Act 3: Like now Twitter people

Wordle visualization of the twitter posts from the #apollo twitter experiment

Wordle visualization of the twitter posts from the #apollo twitter experiment

When we went out into the lobby for the first intermission, #apollo was the number one trending term on Twitter.  I have to admit, that was a heady feeling.  I also found out that i knew a couple of the other twitter people through mutual friends - a fact they pointed out when all of a sudden two unrelated people they knew started twittering about some mysterious thing called #apollo.  okay, that was cool.  i also noticed little trends in the posts - oh, hey, that’s cool, that person said “meta” at the same time I did.  oh, interesting, a bunch of people were saying how good the lighting is! - that were pleasing to me as someone participating in the event.

Looking back, though, at the posts themselves I suspect what one sees is just a big mess.  Heck, I was at the play and can barely bring myself to do more than just skim them.  It seems to me that Twitter is interesting and useful in the moment but perhaps not especially useful retrospectively and for people not involved in the event at hand.

I’m really hoping that PCS puts together some sort of response or analysis about what they got out of the event. Did the posts provide them with any insight about the play and their production of it? Did they learn something about how audiences think during a performance or does it seem as trivial to them as it does to me? I should revise that and say, having seen the play now, I bet it would be kind of cool to sit back and see the posts rolling in, just to watch the play unfolding in this really abstracted way.

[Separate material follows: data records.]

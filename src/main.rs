//! bracepad - a minimal terminal code pad
//!
//! Highlights as you type, auto-indents on Enter and completes braces.

mod caret;
mod config;
mod display;
mod editor;
mod error;
mod highlight;
mod input;
mod logging;
mod surface;
mod syntax;
mod terminal;
mod view;
mod viewport;

use std::env;
use std::path::PathBuf;
use std::process;

use config::Config;
use editor::EditorState;
use error::{EditorError, Result};
use terminal::Terminal;

fn main() {
    if let Err(e) = run() {
        eprintln!("Error: {}", e);
        process::exit(1);
    }
}

fn run() -> Result<()> {
    // Parse command line arguments
    let mut args = env::args().skip(1);
    let mut config_path: Option<PathBuf> = None;

    while let Some(arg) = args.next() {
        match arg.as_str() {
            "--help" | "-h" => {
                print_usage();
                return Ok(());
            }
            "--version" | "-V" => {
                print_version();
                return Ok(());
            }
            "--config" | "-c" => match args.next() {
                Some(path) => config_path = Some(PathBuf::from(path)),
                None => return Err(EditorError::Message("--config needs a path".to_string())),
            },
            other => {
                return Err(EditorError::Message(format!("Unknown argument: {}", other)));
            }
        }
    }

    // Config problems are reported before the terminal is touched
    let config = Config::load(config_path.as_deref())?;
    logging::init(&config)?;
    tracing::info!(?config, "configuration loaded");

    let mut editor = EditorState::new(&config)?;
    let mut terminal = Terminal::new()?;
    editor.run(&mut terminal)?;

    Ok(())
}

fn print_usage() {
    println!("bracepad {} - a minimal terminal code pad", env!("CARGO_PKG_VERSION"));
    println!();
    println!("Usage: bracepad [OPTIONS]");
    println!();
    println!("Options:");
    println!("  -c, --config PATH  Read settings from PATH instead of ~/.bracepad.toml");
    println!("  -h, --help         Show this help message");
    println!("  -V, --version      Show version information");
    println!();
    println!("Keys:");
    println!("  Enter              New line, keeping indentation and closing braces");
    println!("  Tab                Insert spaces");
    println!("  Arrows, Home, End  Move (Shift extends the selection)");
    println!("  C-Home, C-End      Start / end of document");
    println!("  F2                 Toggle line numbers");
    println!("  F3                 Toggle highlighting");
    println!("  C-n, C-s, C-w      New File, Save, Save As (not implemented)");
    println!("  C-q                Exit");
}

fn print_version() {
    println!("bracepad {}", env!("CARGO_PKG_VERSION"));
}
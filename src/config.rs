//! Configuration file support
//!
//! Loads settings from ~/.bracepad.toml (or %USERPROFILE%\.bracepad.toml on
//! Windows), or from the file given with `--config`.
//!
//! Example:
//! ```text
//! # bracepad configuration
//! indent_width = 4
//! enter_policy = "carry-indent"
//! highlight = true
//! show_line_numbers = false
//! log_file = "/tmp/bracepad.log"
//! log_level = "debug"
//!
//! [colors]
//! comment = "bright-black"
//! keyword = "magenta"
//! ```

use std::collections::BTreeMap;
use std::fs;
use std::path::{Path, PathBuf};

use serde::Deserialize;
use tracing::warn;

use crate::error::{EditorError, Result};
use crate::syntax::{Category, Color};

/// What Enter does besides breaking the line
#[derive(Debug, Clone, Copy, PartialEq, Eq, Default, Deserialize)]
#[serde(rename_all = "kebab-case")]
pub enum EnterPolicy {
    /// Carry the line's indentation; after `{` indent further and put the
    /// closing brace on its own line below the caret
    #[default]
    CarryIndent,
    /// Only after `{`: indent the new line and append `}` at the end of the
    /// document; otherwise insert a bare newline
    BraceOnly,
}

/// Configuration settings
#[derive(Debug, Clone, PartialEq, Deserialize)]
#[serde(default, deny_unknown_fields)]
pub struct Config {
    /// Spaces inserted by Tab and added after an opening brace
    pub indent_width: usize,
    /// Enter key behavior
    pub enter_policy: EnterPolicy,
    /// Whether syntax highlighting is enabled
    pub highlight: bool,
    /// Whether to show line numbers
    pub show_line_numbers: bool,
    /// Log destination; logging stays off when unset
    pub log_file: Option<PathBuf>,
    /// Tracing filter directive (e.g. "info", "bracepad=debug")
    pub log_level: String,
    /// Foreground color overrides keyed by class name
    pub colors: BTreeMap<String, String>,
}

impl Default for Config {
    fn default() -> Self {
        Self {
            indent_width: 4,
            enter_policy: EnterPolicy::default(),
            highlight: true,
            show_line_numbers: false,
            log_file: None,
            log_level: String::from("info"),
            colors: BTreeMap::new(),
        }
    }
}

impl Config {
    /// Get the default config file path
    pub fn config_path() -> Option<PathBuf> {
        #[cfg(windows)]
        {
            std::env::var("USERPROFILE")
                .ok()
                .map(|home| PathBuf::from(home).join(".bracepad.toml"))
        }

        #[cfg(not(windows))]
        {
            std::env::var("HOME")
                .ok()
                .map(|home| PathBuf::from(home).join(".bracepad.toml"))
        }
    }

    /// Load configuration
    ///
    /// An explicit path must exist. The default file is optional.
    pub fn load(explicit: Option<&Path>) -> Result<Self> {
        match explicit {
            Some(path) => Self::load_from(path),
            None => match Self::config_path() {
                Some(path) if path.is_file() => Self::load_from(&path),
                _ => Ok(Self::default()),
            },
        }
    }

    /// Load configuration from a file
    pub fn load_from(path: &Path) -> Result<Self> {
        let contents = fs::read_to_string(path)?;
        Self::parse(&contents).map_err(|source| EditorError::Config {
            path: path.to_path_buf(),
            source,
        })
    }

    /// Parse config file contents
    fn parse(contents: &str) -> std::result::Result<Self, toml::de::Error> {
        let mut config: Config = toml::from_str(contents)?;
        config.indent_width = config.indent_width.clamp(1, 16);
        Ok(config)
    }

    /// Get the valid color overrides, warning about the rest
    pub fn color_overrides(&self) -> Vec<(Category, Color)> {
        let mut overrides = Vec::new();
        for (class, color_name) in &self.colors {
            let Some(category) = Category::from_name(class) else {
                warn!(class = %class, "unknown highlight class in config");
                continue;
            };
            let Some(color) = Color::from_name(color_name) else {
                warn!(class = %class, color = %color_name, "unknown color in config");
                continue;
            };
            overrides.push((category, color));
        }
        overrides
    }

    /// The indentation unit as a string of spaces
    pub fn indent_unit(&self) -> String {
        " ".repeat(self.indent_width)
    }
}

#[cfg(test)]
mod tests {
    use super::*;
    use std::io::Write;

    #[test]
    fn test_parse_config() {
        let contents = r#"
# Comment
indent_width = 2
enter_policy = "brace-only"
highlight = false
show_line_numbers = true
log_file = "/tmp/pad.log"
log_level = "debug"

[colors]
keyword = "bright-blue"
        "#;

        let config = Config::parse(contents).unwrap();
        assert_eq!(config.indent_width, 2);
        assert_eq!(config.enter_policy, EnterPolicy::BraceOnly);
        assert!(!config.highlight);
        assert!(config.show_line_numbers);
        assert_eq!(config.log_file, Some(PathBuf::from("/tmp/pad.log")));
        assert_eq!(config.log_level, "debug");
        assert_eq!(config.colors.get("keyword").map(String::as_str), Some("bright-blue"));
    }

    #[test]
    fn test_defaults_for_missing_keys() {
        let config = Config::parse("").unwrap();
        assert_eq!(config, Config::default());
        assert_eq!(config.indent_width, 4);
        assert_eq!(config.enter_policy, EnterPolicy::CarryIndent);
        assert_eq!(config.indent_unit(), "    ");
    }

    #[test]
    fn test_indent_width_clamped() {
        assert_eq!(Config::parse("indent_width = 0").unwrap().indent_width, 1);
        assert_eq!(Config::parse("indent_width = 64").unwrap().indent_width, 16);
    }

    #[test]
    fn test_rejects_bad_values() {
        assert!(Config::parse(r#"enter_policy = "sideways""#).is_err());
        assert!(Config::parse("tab-width = 4").is_err());
        assert!(Config::parse("highlight = ").is_err());
    }

    #[test]
    fn test_color_overrides() {
        let config = Config::parse(
            r#"
[colors]
comment = "grey"
number = "no-such-color"
operator = "red"
string = "yellow"
            "#,
        )
        .unwrap();
        assert_eq!(
            config.color_overrides(),
            [
                (Category::Comment, Color::BrightBlack),
                (Category::String, Color::Yellow),
            ]
        );
    }

    #[test]
    fn test_load_from_file() {
        let mut file = tempfile::NamedTempFile::new().unwrap();
        writeln!(file, "indent_width = 8").unwrap();
        let config = Config::load(Some(file.path())).unwrap();
        assert_eq!(config.indent_width, 8);
    }

    #[test]
    fn test_load_reports_path() {
        let mut file = tempfile::NamedTempFile::new().unwrap();
        writeln!(file, "indent_width = \"wide\"").unwrap();
        match Config::load(Some(file.path())) {
            Err(EditorError::Config { path, .. }) => assert_eq!(path, file.path()),
            other => panic!("expected config error, got {:?}", other),
        }
    }

    #[test]
    fn test_explicit_missing_file() {
        let dir = tempfile::tempdir().unwrap();
        let missing = dir.path().join("absent.toml");
        assert!(matches!(Config::load(Some(&missing)), Err(EditorError::Io(_))));
    }
}
//! Error types for bracepad

use std::path::PathBuf;

use thiserror::Error;

/// Result type alias for bracepad operations
pub type Result<T> = std::result::Result<T, EditorError>;

/// Editor error types
#[derive(Error, Debug)]
pub enum EditorError {
    #[error("I/O error: {0}")]
    Io(#[from] std::io::Error),

    #[error("Invalid config file {}: {source}", path.display())]
    Config {
        path: PathBuf,
        #[source]
        source: toml::de::Error,
    },

    #[error("Invalid highlight pattern: {0}")]
    Pattern(#[from] regex::Error),

    #[error("{0}")]
    Message(String),
}
//! Leaf view of the document
//!
//! The view is what a highlight pass produces: an ordered list of runs, each
//! either plain text or text labeled with a category. Flattening the runs in
//! order gives back the document text. Positions inside the view are
//! `ViewPoint`s (leaf index plus char offset); logical positions are char
//! offsets over the flattened text.

use crate::syntax::{Category, MatchSpan};

/// One text-bearing leaf of the view
#[derive(Debug, Clone, PartialEq, Eq)]
pub struct Run {
    /// Highlight class, `None` for plain text
    pub class: Option<Category>,
    /// Text of this leaf
    pub text: String,
}

impl Run {
    /// Create a plain run
    pub fn plain(text: impl Into<String>) -> Self {
        Self {
            class: None,
            text: text.into(),
        }
    }

    /// Create a run labeled with a category
    pub fn labeled(category: Category, text: impl Into<String>) -> Self {
        Self {
            class: Some(category),
            text: text.into(),
        }
    }

    /// Length in chars
    pub fn char_len(&self) -> usize {
        self.text.chars().count()
    }
}

/// A position inside the view: leaf index and char offset within that leaf
#[derive(Debug, Clone, Copy, PartialEq, Eq, Default)]
pub struct ViewPoint {
    pub leaf: usize,
    pub offset: usize,
}

impl ViewPoint {
    pub fn new(leaf: usize, offset: usize) -> Self {
        Self { leaf, offset }
    }
}

/// A piece of one display line carrying a single class
#[derive(Debug, Clone, PartialEq, Eq)]
pub struct Segment {
    /// Highlight class of the run this piece came from
    pub class: Option<Category>,
    /// Text, never containing a newline
    pub text: String,
    /// Logical char offset of the first char
    pub start: usize,
}

/// The view: runs in document order
#[derive(Debug, Clone, Default, PartialEq, Eq)]
pub struct View {
    runs: Vec<Run>,
}

impl View {
    /// Create an empty view
    pub fn new() -> Self {
        Self { runs: Vec::new() }
    }

    /// Create an unhighlighted view holding `text` as one plain run
    #[cfg(test)]
    pub fn plain(text: &str) -> Self {
        let mut view = Self::new();
        if !text.is_empty() {
            view.runs.push(Run::plain(text));
        }
        view
    }

    /// Get the runs in document order
    pub fn runs(&self) -> &[Run] {
        &self.runs
    }

    /// Flatten the view back to plain text
    pub fn text(&self) -> String {
        self.runs.iter().map(|run| run.text.as_str()).collect()
    }

    /// Total length in chars
    pub fn char_len(&self) -> usize {
        self.runs.iter().map(Run::char_len).sum()
    }

    /// Convert a view point to a logical char offset
    ///
    /// Points past the last leaf, or past the end of their leaf, clamp.
    pub fn offset_of(&self, point: ViewPoint) -> usize {
        let Some(run) = self.runs.get(point.leaf) else {
            return self.char_len();
        };
        let before: usize = self.runs[..point.leaf].iter().map(Run::char_len).sum();
        before + point.offset.min(run.char_len())
    }

    /// Convert a logical char offset to a view point
    ///
    /// An offset on the boundary between two leaves resolves to the end of
    /// the earlier leaf. Offsets past the end clamp to the end of the last
    /// leaf; an empty view has the single point `{0, 0}`.
    pub fn point_at(&self, offset: usize) -> ViewPoint {
        let mut counter = 0;
        for (leaf, run) in self.runs.iter().enumerate() {
            let next = counter + run.char_len();
            if offset <= next {
                return ViewPoint::new(leaf, offset - counter);
            }
            counter = next;
        }

        match self.runs.last() {
            Some(run) => ViewPoint::new(self.runs.len() - 1, run.char_len()),
            None => ViewPoint::default(),
        }
    }

    /// Replace the chars in `[start, end)` with `replacement`, in place
    ///
    /// Works like a native edit on the leaves: the leaf holding `start` takes
    /// the new text and absorbs the rest of the edited range, so the view is
    /// left unhighlighted around the edit until the next pass. Returns the
    /// point right after the inserted text.
    pub fn splice(&mut self, start: usize, end: usize, replacement: &str) -> ViewPoint {
        if self.runs.is_empty() {
            self.runs.push(Run::plain(""));
        }

        let total = self.char_len();
        let start = start.min(total);
        let end = end.clamp(start, total);

        let first = self.point_at(start);
        let last = self.point_at(end);

        let first_text = &self.runs[first.leaf].text;
        let last_text = &self.runs[last.leaf].text;
        let mut edited = String::with_capacity(first_text.len() + replacement.len());
        edited.push_str(&first_text[..byte_index(first_text, first.offset)]);
        edited.push_str(replacement);
        edited.push_str(&last_text[byte_index(last_text, last.offset)..]);

        self.runs[first.leaf].text = edited;
        if last.leaf > first.leaf {
            self.runs.drain(first.leaf + 1..=last.leaf);
        }

        ViewPoint::new(first.leaf, first.offset + replacement.chars().count())
    }

    /// Split the view into display lines
    pub fn lines(&self) -> Vec<Vec<Segment>> {
        let mut lines = vec![Vec::new()];
        let mut offset = 0;

        for run in &self.runs {
            for (i, piece) in run.text.split('\n').enumerate() {
                if i > 0 {
                    // The newline itself occupies one char
                    offset += 1;
                    lines.push(Vec::new());
                }
                if !piece.is_empty() {
                    if let Some(line) = lines.last_mut() {
                        line.push(Segment {
                            class: run.class,
                            text: piece.to_string(),
                            start: offset,
                        });
                    }
                }
                offset += piece.chars().count();
            }
        }

        lines
    }
}

/// Build a fresh view from text and a reconciled span set
///
/// Gaps between spans become plain runs (empty gaps are skipped), each span
/// becomes a run labeled with its category.
pub fn render(text: &str, spans: &[MatchSpan]) -> View {
    let mut runs = Vec::with_capacity(spans.len() * 2 + 1);
    let mut index = 0;

    for span in spans {
        if span.start > index {
            runs.push(Run::plain(&text[index..span.start]));
        }
        runs.push(Run::labeled(span.category, span.text.as_str()));
        index = span.end;
    }

    if index < text.len() {
        runs.push(Run::plain(&text[index..]));
    }

    View { runs }
}

/// Byte index of the char at `char_offset`, or the text length past the end
fn byte_index(text: &str, char_offset: usize) -> usize {
    text.char_indices()
        .nth(char_offset)
        .map(|(pos, _)| pos)
        .unwrap_or(text.len())
}
//! Operator controls: the filename prompt seam and the two-phase persist control.
//!
//! The persist control alternates: an invocation that saves arms the
//! `committed` flag, and the next invocation only disarms it without
//! touching disk. Operators clicking "save" twice get one save.

use crate::{
    error::TraceResult,
    session::Session,
    store::{SavedSession, SessionStore},
};

pub const FILENAME_PROMPT: &str = "Please input filename: ";

/// Host-side synchronous prompt for a base file name.
pub trait FilenamePrompt {
    /// Returns `None` when the operator cancels.
    fn ask(&mut self, message: &str) -> Option<String>;
}

impl<F> FilenamePrompt for F
where
    F: FnMut(&str) -> Option<String>,
{
    fn ask(&mut self, message: &str) -> Option<String> {
        self(message)
    }
}

/// Answers with a preset name when one was supplied, otherwise asks `fallback`.
pub struct PresetPrompt<'a> {
    preset:   Option<String>,
    fallback: &'a mut dyn FilenamePrompt,
}

impl<'a> PresetPrompt<'a> {
    pub fn new(preset: Option<String>, fallback: &'a mut dyn FilenamePrompt) -> Self {
        Self { preset, fallback }
    }
}

impl FilenamePrompt for PresetPrompt<'_> {
    fn ask(&mut self, message: &str) -> Option<String> {
        match self.preset.take() {
            Some(name) => Some(name),
            None       => self.fallback.ask(message),
        }
    }
}

/// Ask for a base name; an empty answer counts as cancelled.
pub(crate) fn ask_file_name(prompt: &mut dyn FilenamePrompt) -> Option<String> {
    prompt.ask(FILENAME_PROMPT).filter(|name| !name.is_empty())
}

#[derive(Debug, Clone, PartialEq, Eq)]
pub enum PersistOutcome {
    Saved(SavedSession),
    /// Empty or cancelled name; nothing changed.
    Cancelled,
    /// The previous invocation saved; this one only reset the flag.
    Disarmed,
}

#[derive(Debug, Default)]
pub struct PersistControl {
    committed: bool,
}

impl PersistControl {
    pub fn new() -> Self {
        Self::default()
    }

    pub fn is_committed(&self) -> bool {
        self.committed
    }

    /// The session is cleared only after both artifacts were written. On a
    /// write error nothing is reset and the error is returned.
    pub fn invoke(
        &mut self,
        session: &mut Session,
        store: &SessionStore,
        prompt: &mut dyn FilenamePrompt,
    ) -> TraceResult<PersistOutcome> {
        if self.committed {
            self.committed = false;
            log::debug!("persist control disarmed");
            return Ok(PersistOutcome::Disarmed);
        }

        let Some(base) = ask_file_name(prompt) else {
            log::debug!("persist cancelled: no file name");
            return Ok(PersistOutcome::Cancelled);
        };

        let saved = store.save_session(&base, session.records(), session.log_lines())?;
        session.clear();
        self.committed = true;
        Ok(PersistOutcome::Saved(saved))
    }
}
//! Drop-capture toggle: independent of recording, saves on the way off.

mod common;

use common::*;
use std::fs;
use tickscope_core::{config::TraceConfig, drop_capture::DropOutcome, Recorder};

#[test]
fn toggle_off_prompts_and_writes_empty_array() {
    init_logging();
    let dir = tempfile::tempdir().expect("tempdir");
    let config = TraceConfig::default().rooted_at(dir.path());
    let mut rec = Recorder::start(&config);

    let mut asked = 0;
    let mut prompt = |_: &str| {
        asked += 1;
        Some("goblins".to_string())
    };

    assert_eq!(rec.toggle_drop_capture(&mut prompt).expect("start"), DropOutcome::Started);
    assert!(rec.drops().is_active());
    assert!(!rec.session().is_active(), "drop capture is independent of recording");

    let outcome = rec.toggle_drop_capture(&mut prompt).expect("stop");
    drop(prompt);
    assert_eq!(asked, 1, "only the transition to inactive prompts");

    let path = config.drops_dir.join("goblins.json");
    assert_eq!(outcome, DropOutcome::Saved(path.clone()));
    assert!(!rec.drops().is_active());
    let parsed: serde_json::Value =
        serde_json::from_str(&fs::read_to_string(&path).expect("read")).expect("parse");
    assert_eq!(parsed, serde_json::json!([]));
}

#[test]
fn cancelled_name_stops_capture_without_writing() {
    init_logging();
    let dir = tempfile::tempdir().expect("tempdir");
    let config = TraceConfig::default().rooted_at(dir.path());
    let mut rec = Recorder::start(&config);
    let mut cancel = |_: &str| -> Option<String> { None };

    rec.toggle_drop_capture(&mut cancel).expect("start");
    assert_eq!(rec.toggle_drop_capture(&mut cancel).expect("stop"), DropOutcome::Cancelled);
    assert!(!rec.drops().is_active());
    assert!(!config.drops_dir.exists());
}

#[test]
fn repeated_saves_under_one_name_overwrite() {
    init_logging();
    let dir = tempfile::tempdir().expect("tempdir");
    let config = TraceConfig::default().rooted_at(dir.path());
    let mut rec = Recorder::start(&config);
    let mut prompt = |_: &str| Some("same".to_string());

    for _ in 0..2 {
        rec.toggle_drop_capture(&mut prompt).expect("start");
        rec.toggle_drop_capture(&mut prompt).expect("stop");
    }

    let entries: Vec<_> = fs::read_dir(&config.drops_dir).expect("read dir").collect();
    assert_eq!(entries.len(), 1, "no suffixed copies for drop captures");
    assert!(rec.drops().records().is_empty());
}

For my own part, using twitter during the play definitely altered my experience of the play in some semi-interesting ways. I definitely felt distracted by the act of posting during the play and, on some level, that distanced me from the play. On the other hand, I think my constant “checking in” combined with my desire to be positive about the play in posts actually made me engage more emotionally with the play. I was responding to it much more moment-by-moment than I would have been if I was just watching it. I think it’s even possible that I would have gotten bored by the antics of the play if I hadn’t been posting about it. I’m not sure. Finally, and I think this is most interesting, I was very reluctant to shift into a mode where I was willing to criticize the play. Usually with 24 hours I start to feel a desire to think critically about what I’ve seen. I think posting throughout served to sort of solidify the positive, emotional (vs. intellectual) response I was having to the play. And, interestingly, I think as an emotional piece Apollo is extraordinarily effective. In a lot of ways it doesn’t doesn’t stand up to intellectual scrutiny, though. My posts made me feel committed to and attached to the play in a way that I wouldn’t have been if I hadn’t, in a sense, been a participant.

As a brief aside about the play, there were some empty seats there on saturday night, and there probably shouldn’t be. It was a really flawed work but, i think, quite worth seeing. For me, seeing this play, with its themes of the dominance of science and the subjugation of african-americans, in the closing days of the most virulently anti-science administration this country has probably ever known and on the nearly literal eve of the swearing in of our first black president was profoundly moving to me. Some complained that the play was, at its core, merely a history lesson. And, I actually don’t totally disagree with that. I guess I don’t see the harm in a history lesson, especially one told with that kind of verve, beauty, and technical virtuosity.